◆ **Dataset extract**
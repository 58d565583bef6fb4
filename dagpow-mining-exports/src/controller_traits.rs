// Copyright (c) 2022 MASSA LABS <info@massa.net>

//! This module exports generic traits representing interfaces for interacting
//! with the block producer.

use dagpow_hash::hash::Hash;
use dagpow_models::{ChannelId, Difficulty, Share};

use crate::{MiningResult, ProducerState, ProducerStats};

/// interface that communicates with the block producer threads
#[cfg_attr(any(test, feature = "test-exports"), mockall::automock)]
pub trait MiningController: Send + Sync {
    /// Leave `Stopped`: build the first candidate, dispatch its task and
    /// spawn the event loop, timer and broadcaster threads.
    fn start(&self) -> MiningResult<()>;

    /// Queue a share submitted on `channel`. Dropped unless running.
    fn receive_share(&self, channel: ChannelId, share: Share);

    /// Queue the notice of a better competing tip. Dropped unless running.
    fn receive_new_pretop(&self, tip: Hash);

    /// Queue the network difficulty reported by the pool.
    fn receive_new_diff(&self, difficulty: Difficulty);

    /// Current state.
    fn state(&self) -> ProducerState;

    /// Snapshot of the production statistics.
    fn get_stats(&self) -> ProducerStats;

    /// Returns a boxed clone of self.
    /// Useful to allow cloning `Box<dyn MiningController>`.
    fn clone_box(&self) -> Box<dyn MiningController>;
}

/// Allow cloning `Box<dyn MiningController>`
/// Uses `MiningController::clone_box` internally
impl Clone for Box<dyn MiningController> {
    fn clone(&self) -> Box<dyn MiningController> {
        self.clone_box()
    }
}

/// Mining manager used to stop the producer threads
pub trait MiningManager {
    /// Stop the producer threads
    /// Note that we do not take self by value to consume it
    /// because it is not allowed to move out of Box<dyn MiningManager>
    fn stop(&mut self);
}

◆ **What to do**
Give again, unchanged, the lines running from the top of the material above through the line that has "block producer threads", and nothing more.

◆ **Answer box**
repository 58d565583bef6fb4
filename dagpow-mining-exports/src/controller_traits.rs
// Copyright (c) 2022 MASSA LABS <info@massa.net>

//! This module exports generic traits representing interfaces for interacting
//! with the block producer.

use dagpow_hash::hash::Hash;
use dagpow_models::{ChannelId, Difficulty, Share};

use crate::{MiningResult, ProducerState, ProducerStats};

/// interface that communicates with the block producer threads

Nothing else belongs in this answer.